-MONTHLY VHS & DVD REVIEW-
|
|
|
|
|
copyright © 2001 - 2004 VideoVista
|
|

Miss Holloway (Maggie Gyllenhaal), takes a letter...
|
|
Secretary
cast: James Spader, Maggie Gyllenhaal, Jeremy Davies, Stephen McHattie, and Lesley Ann Warren
director: Steven Shainberg
106 minutes (18) 2002
widescreen ratio 1.77:1
Tartan DVD Region 0 retail
RATING:
9/10
reviewed by Rob Marshall
|
|
|
Based on a story by Mary Gaitskill, this is an amusing black comedy about office romance,
sexual politics, and spanking.
After she is released from a state psychiatric hospital, following
treatment for 'self-harm', quirky masochist Lee Holloway (Maggie Gyllenhaal,
Donnie Darko)
needs to escape from her troubled life at home with drunkard dad Burt (Stephen McHattie)
and overprotective mum Joan (Lesley Ann Warren). Everyone's happy when Lee gets her
first-ever job, as a secretary to eccentric local lawyer E. Edward Grey (James Spader,
Crash). But their
boring professional relationship becomes something else entirely when Lee's ineptitude
as a copy-typist provokes farcically violent outbursts from the usually restrained and
oddly-mannered Mr Grey. However, Lee's surprising reaction is to become obsessed with an
increasingly bizarre cycle of dominant-assertive, compulsive-submissive, sexually deviant
behaviour, until she gets fired. Lee is now free to marry her dull boyfriend Peter (Jeremy
Davies), but her twisted true love story with the lonely Grey man isn't over yet...
Sadomasochistic melodrama is about as un-Hollywood as it's possible to
get in the mainstream of independent cinema.

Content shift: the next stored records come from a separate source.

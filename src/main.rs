//! stratus - A small, in-memory, read-only query server for daily weather observations
//!
//! This is the main entry point for the stratus application.

use std::net::SocketAddr;
use std::sync::Arc;
use tokio::signal;
use tracing::{error, info};

use stratus::data_loader::load_dataset;
use stratus::handlers::router;
use stratus::{init_tracing, log_error, Config, Result, StratusError};

fn main() -> Result<()> {
    // Load configuration
    let (config, data_path) = Config::load()?;

    init_tracing(&config.log_level);
    info!("Starting stratus v{}", env!("CARGO_PKG_VERSION"));

    // Validate configuration
    config.validate().map_err(|e| {
        error!("Invalid configuration: {}", e);
        e
    })?;

    info!("Loading data file: {:?}", data_path);

    // Load the dataset and create application state
    let app_state = load_dataset(&data_path, config.clone()).map_err(|e| {
        log_error(&e, "data_load");
        e
    })?;

    app_state.validate().map_err(|e| {
        error!("Invalid application state: {}", e);
        e
    })?;

    info!("Serving {} records", app_state.store.len());

    let mut runtime = tokio::runtime::Builder::new_multi_thread();
    runtime.enable_all();
    if let Some(workers) = config.server.workers {
        runtime.worker_threads(workers);
    }
    let runtime = runtime.build()?;

    runtime.block_on(serve(config, Arc::new(app_state)))
}

async fn serve(config: Config, state: Arc<stratus::AppState>) -> Result<()> {
    let app = router(state);

    // Create the server address
    let addr = SocketAddr::from((
        config
            .server
            .host
            .parse::<std::net::IpAddr>()
            .map_err(|e| StratusError::Config {
                message: format!("Invalid host address: {}", e),
            })?,
        config.server.port,
    ));

    info!("Server listening on http://{}", addr);

    let listener = tokio::net::TcpListener::bind(addr)
        .await
        .map_err(|e| StratusError::Server {
            message: format!("Failed to bind to address: {}", e),
        })?;

    info!("Server is ready to accept connections");

    axum::serve(listener, app)
        .with_graceful_shutdown(shutdown_signal())
        .await
        .map_err(|e| StratusError::Server {
            message: format!("Server error: {}", e),
        })?;

    info!("Server has been gracefully shut down");
    Ok(())
}

/// Wait for a shutdown signal
async fn shutdown_signal() {
    let ctrl_c = async {
        signal::ctrl_c()
            .await
            .expect("Failed to install Ctrl+C handler");
    };

    #[cfg(unix)]
    let terminate = async {
        signal::unix::signal(signal::unix::SignalKind::terminate())
            .expect("Failed to install signal handler")
            .recv()
            .await;
    };

    #[cfg(not(unix))]
    let terminate = std::future::pending::<()>();

    tokio::select! {
        _ = ctrl_c => {
            info!("Received Ctrl+C, starting graceful shutdown");
        },
        _ = terminate => {
            info!("Received SIGTERM, starting graceful shutdown");
        },
    }
}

Director Steven Shainberg marks out the
territory in a witty prologue, as Lee efficiently goes about varied secretarial duties
with both arms held outward in a bondage yoke - leading to the main story told in flashback
'six months earlier' when the delightfully kinky couple's perverse sexual fantasy begins.
There is much wacky imagination and subtle poignancy here, and it's important to note that
the SM scenes are nearly always funny instead of sleazy so Secretary works as a weird
kind of 'date movie', too!
Some brilliant acting by young Gyllenhaal, feisty and hypnotic in her
portrayal of Lee's awakening secret personality, is evenly balanced by Spader's peculiar
and expressive charm as the clearly tormented lawyer, whose secret shame over what he
does to Lee almost brings him down. Although the movie's dramatic climax is an unfortunate
copout, seeming closer to the conventional An Officer And A Gentleman than the
unsettling Blue Velvet, it doesn't undermine the quirky candour of its preceding
events, or the neatly ambiguous epilogue.
Secretary deserves a wider audience than it's likely to get, and
should be known for more than just having last year's most provocative poster. Tartan's DVD
boasts anamorphic format and Dolby digital or DTS 5.1 audio in English, but there are no
subtitles. Disc extras include interviews with Gyllenhaal (lively and intelligent), Spader
(super-cool but not especially articulate), and Shainberg (at times overly animated, even
if we'd expect him to be enthusiastic), plus film-biographical 'CV' info. There's a standard
behind-the-scenes featurette, a super commentary by the director with screenwriter Erin
Cressida Wilson, a theatrical trailer and TV spots.